### Task directions
Your job with the data below: print everything from the line that holds "non-blank content identifier." down to the line that holds "content_cid = Cid::parse(record.content_cid.as_deref()?).ok()?;", ends included, exactly, and nothing else.

### Records for this task
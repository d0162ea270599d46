//! The registry document.
//!
//! A registry is a user's published list of public entries plus metadata.
//! It is serialized to canonical JSON bytes and stored in the content store;
//! the resulting CID is what other users subscribe to.

use crate::config::{REGISTRY_FORMAT, REGISTRY_VERSION};
use crate::error::{SyncError, SyncResult};
use memex_types::{Cid, MemoryRecord, Timestamp, UserId, Visibility};
use serde::{Deserialize, Serialize};
use std::collections::BTreeSet;

/// Profile summary embedded in a registry.
#[derive(Debug, Clone, Default, PartialEq, Eq, Serialize, Deserialize)]
#[serde(rename_all = "camelCase")]
pub struct ProfileSummary {
    pub display_name: String,
    #[serde(default)]
    pub avatar: Option<String>,
    #[serde(default)]
    pub contact: Option<String>,
}

impl ProfileSummary {
    /// Creates a profile with only a display name.
    pub fn named(display_name: impl Into<String>) -> Self {
        Self {
            display_name: display_name.into(),
            avatar: None,
            contact: None,
        }
    }
}

/// Aggregate facts about a registry's entries.
#[derive(Debug, Clone, PartialEq, Eq, Serialize, Deserialize)]
#[serde(rename_all = "camelCase")]
pub struct RegistryMetadata {
    pub created: Timestamp,
    pub updated: Timestamp,
    /// Always equal to the number of entries.
    pub total_entries: usize,
    /// Sum of entry content sizes in bytes.
    pub total_size: u64,
    /// Sorted union of entry tags.
    pub tags: Vec<String>,
}

/// Where and when the registry was last published.
#[derive(Debug, Clone, PartialEq, Eq, Serialize, Deserialize)]
#[serde(rename_all = "camelCase")]
pub struct PublishMetadata {
    pub cid: Cid,
    pub published_at: Timestamp,
    pub size: u64,
}

/// A shareable projection of a public record.
///
/// Entries are never edited in place; re-projection replaces them.
#[derive(Debug, Clone, PartialEq, Serialize, Deserialize)]
#[serde(rename_all = "camelCase")]
pub struct RegistryEntry {
    /// Same as the source record id.
    pub id: String,
    pub title: String,
    pub content: String,
    pub content_cid: Cid,
    pub author_id: UserId,
    #[serde(default)]
    pub author_name: Option<String>,
    #[serde(default)]
    pub author_avatar: Option<String>,
    #[serde(default)]
    pub tags: Vec<String>,
    pub timestamp: Timestamp,
    pub visibility: Visibility,
}

impl RegistryEntry {
    /// Projects a record into an entry. Returns `None` unless the record is
    /// public and has a non-blank content identifier.
    pub fn project(record: &MemoryRecord, anonymize: bool) -> Option<Self> {
        if !record.is_publishable() {
            return None;
        }
        let content_cid = Cid::parse(record.content_cid.as_deref()?).ok()?;
        let (author_id, author_name, author_avatar) = if anonymize {
            (UserId::new("anonymous"), Some("Anonymous".to_string()), None)
        } else {
            (
                record.author_id.clone(),
                record.author_name.clone(),
                record.author_avatar.clone(),
            )
        };
        Some(Self {
            id: record.id.clone(),
            title: record.title.clone(),
            content: record.content.clone(),
            content_cid,
            author_id,
            author_name,
            author_avatar,
            tags: record.tags.clone(),
            timestamp: record.timestamp,
            visibility: Visibility::Public,
        })
    }

    /// Content size in bytes.
    pub fn size(&self) -> u64 {
        self.content.len() as u64
    }
}

/// A user's registry.
#[derive(Debug, Clone, PartialEq, Serialize, Deserialize)]
#[serde(rename_all = "camelCase")]
pub struct Registry {
    pub format: String,
    pub version: u32,
    pub owner: UserId,
    pub profile: ProfileSummary,
    pub metadata: RegistryMetadata,
    pub public_memories: Vec<RegistryEntry>,
    #[serde(default)]
    pub ipfs_metadata: Option<PublishMetadata>,
}

impl Registry {
    /// Creates an empty registry for `owner`.
    pub fn new(owner: UserId, profile: ProfileSummary) -> Self {
        let now = Timestamp::now();
        Self {
            format: REGISTRY_FORMAT.to_string(),
            version: REGISTRY_VERSION,
            owner,
            profile,
            metadata: RegistryMetadata {
                created: now,
                updated: now,
                total_entries: 0,
                total_size: 0,
                tags: Vec::new(),
            },
            public_memories: Vec::new(),
            ipfs_metadata: None,
        }
    }

    /// Stable id of this registry, derived from its owner.
    pub fn id(&self) -> String {
        format!("registry-{}", self.owner)
    }

    /// Replaces all entries and recomputes metadata. `updated` always
    /// advances.
    pub fn replace_entries(&mut self, entries: Vec<RegistryEntry>) {
        self.public_memories = entries;
        self.recompute_metadata();
    }

    /// Recomputes totals and tags and advances `updated`.
    pub fn recompute_metadata(&mut self) {
        let tags: BTreeSet<&str> = self
            .public_memories
            .iter()
            .flat_map(|e| e.tags.iter().map(String::as_str))
            .collect();
        self.metadata.total_entries = self.public_memories.len();
        self.metadata.total_size = self.public_memories.iter().map(RegistryEntry::size).sum();
        self.metadata.tags = tags.into_iter().map(str::to_string).collect();
        self.metadata.updated = self.metadata.updated.tick();
    }

    /// Checks the document invariants.
    pub fn validate(&self) -> SyncResult<()> {
        if self.format != REGISTRY_FORMAT {
            return Err(SyncError::InvalidRegistry(format!(
                "unknown format tag {:?}",
                self.format
            )));
        }
        if self.version > REGISTRY_VERSION {
            return Err(SyncError::InvalidRegistry(format!(
                "unsupported version {}",
                self.version
            )));
        }
        if self.metadata.total_entries != self.public_memories.len() {
            return Err(SyncError::InvalidRegistry(format!(
                "totalEntries {} but {} entries",
                self.metadata.total_entries,
                self.public_memories.len()
            )));
        }
        Ok(())
    }

    /// Serializes to the bytes that get content-addressed.
    ///
    /// Field order follows the struct declaration, so equal registries
    /// always produce equal bytes.
    pub fn to_canonical_bytes(&self) -> SyncResult<Vec<u8>> {
        Ok(serde_json::to_vec(self)?)
    }

    /// Deserializes and validates fetched bytes.
    pub fn from_bytes(bytes: &[u8]) -> SyncResult<Self> {
        let registry: Registry = serde_json::from_slice(bytes)
            .map_err(|e| SyncError::InvalidRegistry(e.to_string()))?;
        registry.validate()?;
        Ok(registry)
    }
}
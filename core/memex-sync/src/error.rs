//! Error types for the sync layer.

use memex_storage::StorageError;
use memex_types::{Cid, ConflictId};
use thiserror::Error;

/// Result type for sync operations.
pub type SyncResult<T> = Result<T, SyncError>;

/// Errors that can occur in sync operations.
#[derive(Debug, Error)]
pub enum SyncError {
    /// A subscription to this registry CID already exists.
    #[error("already subscribed to registry {0}")]
    DuplicateSubscription(Cid),

    /// The content store call failed.
    #[error("content store unavailable: {0}")]
    StoreUnavailable(String),

    /// No network connectivity.
    #[error("offline")]
    Offline,

    /// The network is up but the content gateway did not answer the probe.
    #[error("gateway unreachable")]
    GatewayUnreachable,

    /// A CID, subscription or conflict was not found.
    #[error("not found: {0}")]
    NotFound(String),

    /// The conflict needs a manual decision.
    #[error("conflict {0} requires manual resolution")]
    ConflictUnresolved(ConflictId),

    /// Writing local state failed.
    #[error("persistence failure: {0}")]
    PersistenceFailure(String),

    /// Serialization error.
    #[error("serialization error: {0}")]
    Serialization(#[from] serde_json::Error),

    /// Fetched bytes are not a registry document.
    #[error("invalid registry: {0}")]
    InvalidRegistry(String),

    /// A network call did not finish in time. The outcome is unknown and
    /// retrying is safe.
    #[error("operation timed out")]
    Timeout,
}

impl SyncError {
    /// Returns true for connectivity-class failures that the offline-aware
    /// wrappers convert into a queued result.
    pub fn is_deferrable(&self) -> bool {
        matches!(
            self,
            SyncError::StoreUnavailable(_)
                | SyncError::Offline
                | SyncError::GatewayUnreachable
                | SyncError::Timeout
        )
    }

    /// Returns true if retrying the same operation later could succeed.
    pub fn is_retryable(&self) -> bool {
        self.is_deferrable()
    }

    /// Short reason string used in queue reports.
    pub fn reason(&self) -> String {
        match self {
            SyncError::Offline => "offline".to_string(),
            SyncError::GatewayUnreachable => "gateway unreachable".to_string(),
            other => other.to_string(),
        }
    }
}

impl From<StorageError> for SyncError {
    fn from(err: StorageError) -> Self {
        SyncError::PersistenceFailure(err.to_string())
    }
}
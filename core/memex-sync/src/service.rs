//! The service facade.
//!
//! [`Memex`] wires the registry, publisher, subscriptions, offline queue,
//! conflict resolver and cross-space daemon together and exposes the
//! operations an application calls. It is constructed explicitly with its
//! collaborators, so tests can build isolated instances.
//!
//! Network-facing operations are offline-aware: connectivity failures are
//! turned into a queued intent and [`Outcome::Queued`], while failures that
//! retrying would not fix propagate as `Err`.

use crate::config::MemexConfig;
use crate::conflict::{ConflictResolution, ConflictResolver, ResolutionChoice};
use crate::connectivity::{check_reachability, ConnectivityMonitor};
use crate::content_store::ContentStore;
use crate::cross_space::{CrossSpaceSyncDaemon, CycleReport, DaemonState};
use crate::error::{SyncError, SyncResult};
use crate::offline_queue::{OfflineQueue, QueueExecutor, QueueReport};
use crate::publish::{PublishPipeline, PublishReceipt};
use crate::registry::{ProfileSummary, Registry};
use crate::registry_store::RegistryStore;
use crate::safety::{AllowAll, SafetyCheck};
use crate::space::SpaceTransport;
use crate::subscription::{
    DiscoveredEntry, OperationKind, RegistryResolver, RegistrySubscription, SubscriptionManager,
    SubscriptionSettings, SubscriptionStats, SyncOperation,
};
use async_trait::async_trait;
use memex_storage::KeyValueStore;
use memex_types::{Cid, ConflictId, MemoryRecord, SubscriptionId, Timestamp, UserId};
use serde::{Deserialize, Serialize};
use serde_json::Value;
use std::sync::{Arc, Mutex};
use std::time::Duration;
use tokio::sync::{watch, Notify};
use tokio::task::JoinHandle;
use tracing::{debug, info, warn};

/// Result of an offline-aware operation that did not fail.
#[derive(Debug, Clone, PartialEq, Serialize, Deserialize)]
#[serde(tag = "status", content = "value", rename_all = "lowercase")]
pub enum Outcome<T> {
    /// The operation completed.
    Done(T),
    /// The operation was parked in the offline queue and will run later.
    Queued { reason: String },
}

impl<T> Outcome<T> {
    /// Whether the operation was deferred rather than performed.
    pub fn is_cached(&self) -> bool {
        matches!(self, Outcome::Queued { .. })
    }

    /// The completed value, if any.
    pub fn value(&self) -> Option<&T> {
        match self {
            Outcome::Done(v) => Some(v),
            Outcome::Queued { .. } => None,
        }
    }

    /// Consumes the outcome, returning the completed value if any.
    pub fn into_value(self) -> Option<T> {
        match self {
            Outcome::Done(v) => Some(v),
            Outcome::Queued { .. } => None,
        }
    }
}
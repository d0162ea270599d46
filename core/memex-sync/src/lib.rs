//! Registry publishing and subscription sync for Memex.
//!
//! A user's public records are projected into a registry document, which is
//! published to a content-addressed store. Other users subscribe to the
//! registry by its CID and periodically merge its entries into their own
//! discovery feed.
//!
//! # Architecture
//!
//! Every network-facing operation tolerates being offline. Work that cannot
//! run now is parked in a persistent queue and replayed when connectivity
//! returns.
//!
//! ## Components
//!
//! - **RegistryStore**: The single persisted registry document
//! - **PublishPipeline**: Serializes and uploads the registry
//! - **SubscriptionManager**: Followed registries and discovered entries
//! - **OfflineQueue**: Deduplicated, retry-bounded deferred work
//! - **ConflictResolver**: Last-write-wins, shallow merge, or manual
//! - **CrossSpaceSyncDaemon**: Fans public records out across joined spaces
//! - **Memex**: The facade wiring all of the above together
//!
//! ## Publish Process
//!
//! 1. **Project**: Public records with a content CID become entries
//! 2. **Serialize**: The registry is encoded as JSON
//! 3. **Upload**: The bytes are put to the content store
//! 4. **Record**: The returned CID is stored on the registry
//!
//! # Example
//!
//! ```
//! use memex_storage::MemoryKvStore;
//! use memex_sync::content_store::mock::MemoryContentStore;
//! use memex_sync::{ManualConnectivity, Memex, MemexConfig};
//! use std::sync::Arc;
//!
//! let memex = Memex::builder(
//!     MemexConfig::default(),
//!     Arc::new(MemoryKvStore::new()),
//!     Arc::new(MemoryContentStore::new()),
//!     Arc::new(ManualConnectivity::new(true)),
//! )
//! .build()
//! .unwrap();
//!
//! assert!(memex.registry().is_none());
//! ```

pub mod config;
pub mod conflict;
pub mod connectivity;
pub mod content_store;
pub mod cross_space;
mod error;
pub mod offline_queue;
pub mod publish;
pub mod registry;
pub mod registry_store;
pub mod safety;
mod service;
pub mod space;
pub mod subscription;

pub use config::{MemexConfig, MAX_RETRIES, REGISTRY_FORMAT, REGISTRY_VERSION};
pub use conflict::{
    auto_resolve, shallow_merge, ConflictKind, ConflictResolution, ConflictResolver,
    ResolutionChoice,
};
pub use connectivity::{check_reachability, ConnectivityMonitor, ManualConnectivity};
pub use content_store::{ContentStore, PutMetadata, PutResult};
pub use cross_space::{CrossSpaceMemory, CrossSpaceSyncDaemon, CycleReport, DaemonState};
pub use error::{SyncError, SyncResult};
pub use offline_queue::{OfflineQueue, QueueExecutor, QueueReport};
pub use publish::{PublishPipeline, PublishReceipt};
pub use registry::{ProfileSummary, PublishMetadata, Registry, RegistryEntry, RegistryMetadata};
pub use registry_store::RegistryStore;
pub use safety::{AllowAll, SafetyCheck, SafetyVerdict};
pub use service::{
    backoff_delay, EnhancedStats, Memex, MemexBuilder, MemexStats, Outcome, RecordSource,
    RegistryStats, ResyncReport, StaticRecordSource,
};
pub use space::{Space, SpaceFilter, SpaceRecord, SpaceTransport};
pub use subscription::{
    DiscoveredEntry, OperationKind, OperationStatus, RegistryResolver, RegistrySubscription,
    SubscriptionManager, SubscriptionSettings, SubscriptionStats, SyncFrequency, SyncOperation,
};
use memex_types::{MemoryRecord, Timestamp, UserId, Visibility};

fn record(id: &str) -> MemoryRecord {
    MemoryRecord::new(id, "Title", "Body", UserId::new("alice"))
}

#[test]
fn new_record_is_private_without_cid() {
    let r = record("r1");
    assert_eq!(r.visibility, Visibility::Private);
    assert!(r.content_cid.is_none());
    assert!(!r.is_publishable());
}

#[test]
fn public_record_with_cid_is_publishable() {
    let r = record("r1")
        .with_visibility(Visibility::Public)
        .with_content_cid("QmBody");
    assert!(r.is_publishable());
}

#[test]
fn public_record_with_blank_cid_is_not_publishable() {
    let r = record("r1")
        .with_visibility(Visibility::Public)
        .with_content_cid("  ");
    assert!(!r.is_publishable());
}

#[test]
fn shared_record_is_not_publishable() {
    let r = record("r1")
        .with_visibility(Visibility::Shared)
        .with_content_cid("QmBody");
    assert!(!r.is_publishable());
}

#[test]
fn record_json_uses_camel_case() {
    let mut r = record("r1")
        .with_visibility(Visibility::Public)
        .with_content_cid("QmBody")
        .with_tags(["rust", "sync"]);
    r.timestamp = Timestamp::from_millis(5);
    let json = serde_json::to_value(&r).unwrap();
    assert_eq!(json["contentCid"], "QmBody");
    assert_eq!(json["authorId"], "alice");
    assert_eq!(json["visibility"], "public");
    assert_eq!(json["timestamp"], 5);
}

#[test]
fn record_deserializes_with_defaults() {
    let json = r#"{"id":"r9","title":"t","content":"c","authorId":"bob","timestamp":1}"#;
    let r: MemoryRecord = serde_json::from_str(json).unwrap();
    assert_eq!(r.visibility, Visibility::Private);
    assert!(r.tags.is_empty());
    assert!(r.author_name.is_none());
}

### Answer section
    /// public and has a non-blank content identifier.
    pub fn project(record: &MemoryRecord, anonymize: bool) -> Option<Self> {
        if !record.is_publishable() {
            return None;
        }
        let content_cid = Cid::parse(record.content_cid.as_deref()?).ok()?;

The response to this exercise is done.